[What is required]: The task calls for each line of the records below in which the word "expired" appears.

[The data]:
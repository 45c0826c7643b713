//! Capabilities crossing from the bridge into the upstream core.
//!
//! A capability stands for one live piece of upstream state: a drag session, a scroll gesture
//! or a pending timer callback. It must end with exactly one terminal call. Terminal calls take
//! the capability by value, so calling a method on a terminated capability, or terminating it
//! twice, does not compile.
//!
//! Dropping a capability without a terminal call is a bug in the caller. It is logged and
//! treated as a cancellation, so the upstream core still observes exactly one terminal call.

use std::cell::Cell;
use std::fmt;
use std::rc::Rc;

use crate::event::{MouseButton, Point, ScrollDelta};
use crate::listener::{DragListener, ScrollListener};
use crate::window::WindowId;

/// The two ways a capability can end.
#[derive(Debug, Clone, Copy, PartialEq, Eq, Hash)]
pub enum TerminalCall {
    /// Normal end of life.
    Release,
    /// Abnormal end of life. The upstream core rolls back partial effects.
    Cancel,
}

/// Upstream state that can be terminated through a capability.
pub trait Terminate {
    fn terminate(self: Box<Self>, window: WindowId, call: TerminalCall);
}

impl Terminate for dyn DragListener {
    fn terminate(self: Box<Self>, window: WindowId, call: TerminalCall) {
        match call {
            TerminalCall::Release => self.release(window),
            TerminalCall::Cancel => self.cancel(window),
        }
    }
}

impl Terminate for dyn ScrollListener {
    fn terminate(self: Box<Self>, window: WindowId, call: TerminalCall) {
        match call {
            TerminalCall::Release => self.release(window),
            TerminalCall::Cancel => self.cancel(window),
        }
    }
}

/// Counts the capabilities of one window that have not been terminated yet.
#[derive(Debug, Clone, Default)]
pub struct HandleLedger {
    outstanding: Rc<Cell<usize>>,
}

impl HandleLedger {
    pub fn new() -> Self {
        Self::default()
    }

    /// The number of live capabilities created against this ledger.
    pub fn outstanding(&self) -> usize {
        self.outstanding.get()
    }

    fn enter(&self) -> LedgerEntry {
        self.outstanding.set(self.outstanding.get() + 1);
        LedgerEntry { outstanding: Rc::clone(&self.outstanding) }
    }
}

struct LedgerEntry {
    outstanding: Rc<Cell<usize>>,
}

impl Drop for LedgerEntry {
    fn drop(&mut self) {
        self.outstanding.set(self.outstanding.get() - 1);
    }
}

/// A consume-on-call handle to one upstream gesture session.
pub struct Capability<L: ?Sized + Terminate> {
    window: WindowId,
    // `None` only after the terminal call.
    listener: Option<Box<L>>,
    _entry: LedgerEntry,
}

/// A drag session opened by [`WindowListener::begin_drag`](crate::listener::WindowListener::begin_drag).
pub type DragCapability = Capability<dyn DragListener>;

/// A scroll gesture opened by
/// [`WindowListener::begin_scroll_gesture`](crate::listener::WindowListener::begin_scroll_gesture).
pub type ScrollCapability = Capability<dyn ScrollListener>;

impl<L: ?Sized + Terminate> Capability<L> {
    pub fn new(window: WindowId, listener: Box<L>, ledger: &HandleLedger) -> Self {
        Self { window, listener: Some(listener), _entry: ledger.enter() }
    }

    pub fn window(&self) -> WindowId {
        self.window
    }

    /// End the session normally.
    pub fn release(mut self) {
        self.terminate(TerminalCall::Release);
    }

    /// Abort the session.
    pub fn cancel(mut self) {
        self.terminate(TerminalCall::Cancel);
    }

    fn terminate(&mut self, call: TerminalCall) {
        if let Some(listener) = self.listener.take() {
            tracing::trace!(window = ?self.window, ?call, "terminating capability");
            listener.terminate(self.window, call);
        }
    }

    fn with_listener(&mut self, f: impl FnOnce(&mut L, WindowId)) {
        if let Some(listener) = self.listener.as_deref_mut() {
            f(listener, self.window);
        }
    }
}

impl<L: ?Sized + Terminate> Drop for Capability<L> {
    fn drop(&mut self) {
        if self.listener.is_some() {
            tracing::warn!(window = ?self.window, "capability dropped without release or cancel");
            self.terminate(TerminalCall::Cancel);
        }
    }
}

impl<L: ?Sized + Terminate> fmt::Debug for Capability<L> {
    fn fmt(&self, f: &mut fmt::Formatter<'_>) -> fmt::Result {
        f.debug_struct("Capability").field("window", &self.window).finish_non_exhaustive()
    }
}

impl Capability<dyn DragListener> {
    pub fn motion(&mut self, position: Point) {
        self.with_listener(|l, window| l.motion(window, position));
    }

    pub fn mouse_down(&mut self, position: Point, button: MouseButton) {
        self.with_listener(|l, window| l.mouse_down(window, position, button));
    }

    pub fn mouse_up(&mut self, position: Point, button: MouseButton) {
        self.with_listener(|l, window| l.mouse_up(window, position, button));
    }
}

impl Capability<dyn ScrollListener> {
    pub fn motion(&mut self, precise: bool, delta: ScrollDelta, velocity: ScrollDelta) {
        self.with_listener(|l, window| l.motion(window, precise, delta, velocity));
    }

    pub fn start_momentum_phase(&mut self) {
        self.with_listener(|l, window| l.start_momentum_phase(window));
    }

    pub fn end(&mut self) {
        self.with_listener(|l, window| l.end(window));
    }
}

/// A deferred callback handed to a timer.
pub trait Invocation {
    /// The timer expired.
    fn fire(self: Box<Self>);

    /// The timer was cancelled before it expired.
    fn cancel(self: Box<Self>) {}
}

impl<F: FnOnce()> Invocation for F {
    fn fire(self: Box<Self>) {
        (*self)()
    }
}

/// A consume-on-call handle to a pending timer callback.
///
/// Exactly one of [`fire`](Self::fire) and [`cancel`](Self::cancel) reaches the callback.
pub struct InvocationCapability {
    invocation: Option<Box<dyn Invocation>>,
}

impl InvocationCapability {
    pub fn new(invocation: impl Invocation + 'static) -> Self {
        Self { invocation: Some(Box::new(invocation)) }
    }

    pub fn fire(mut self) {
        if let Some(invocation) = self.invocation.take() {
            invocation.fire();
        }
    }

    pub fn cancel(mut self) {
        if let Some(invocation) = self.invocation.take() {
            invocation.cancel();
        }
    }
}

impl Drop for InvocationCapability {
    fn drop(&mut self) {
        if let Some(invocation) = self.invocation.take() {
            tracing::warn!("invocation dropped without firing or cancelling");
            invocation.cancel();
        }
    }
}

impl fmt::Debug for InvocationCapability {
    fn fmt(&self, f: &mut fmt::Formatter<'_>) -> fmt::Result {
        f.debug_struct("InvocationCapability").finish_non_exhaustive()
    }
}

[Solution for this task]:
    /// The timer expired.
    /// The timer was cancelled before it expired.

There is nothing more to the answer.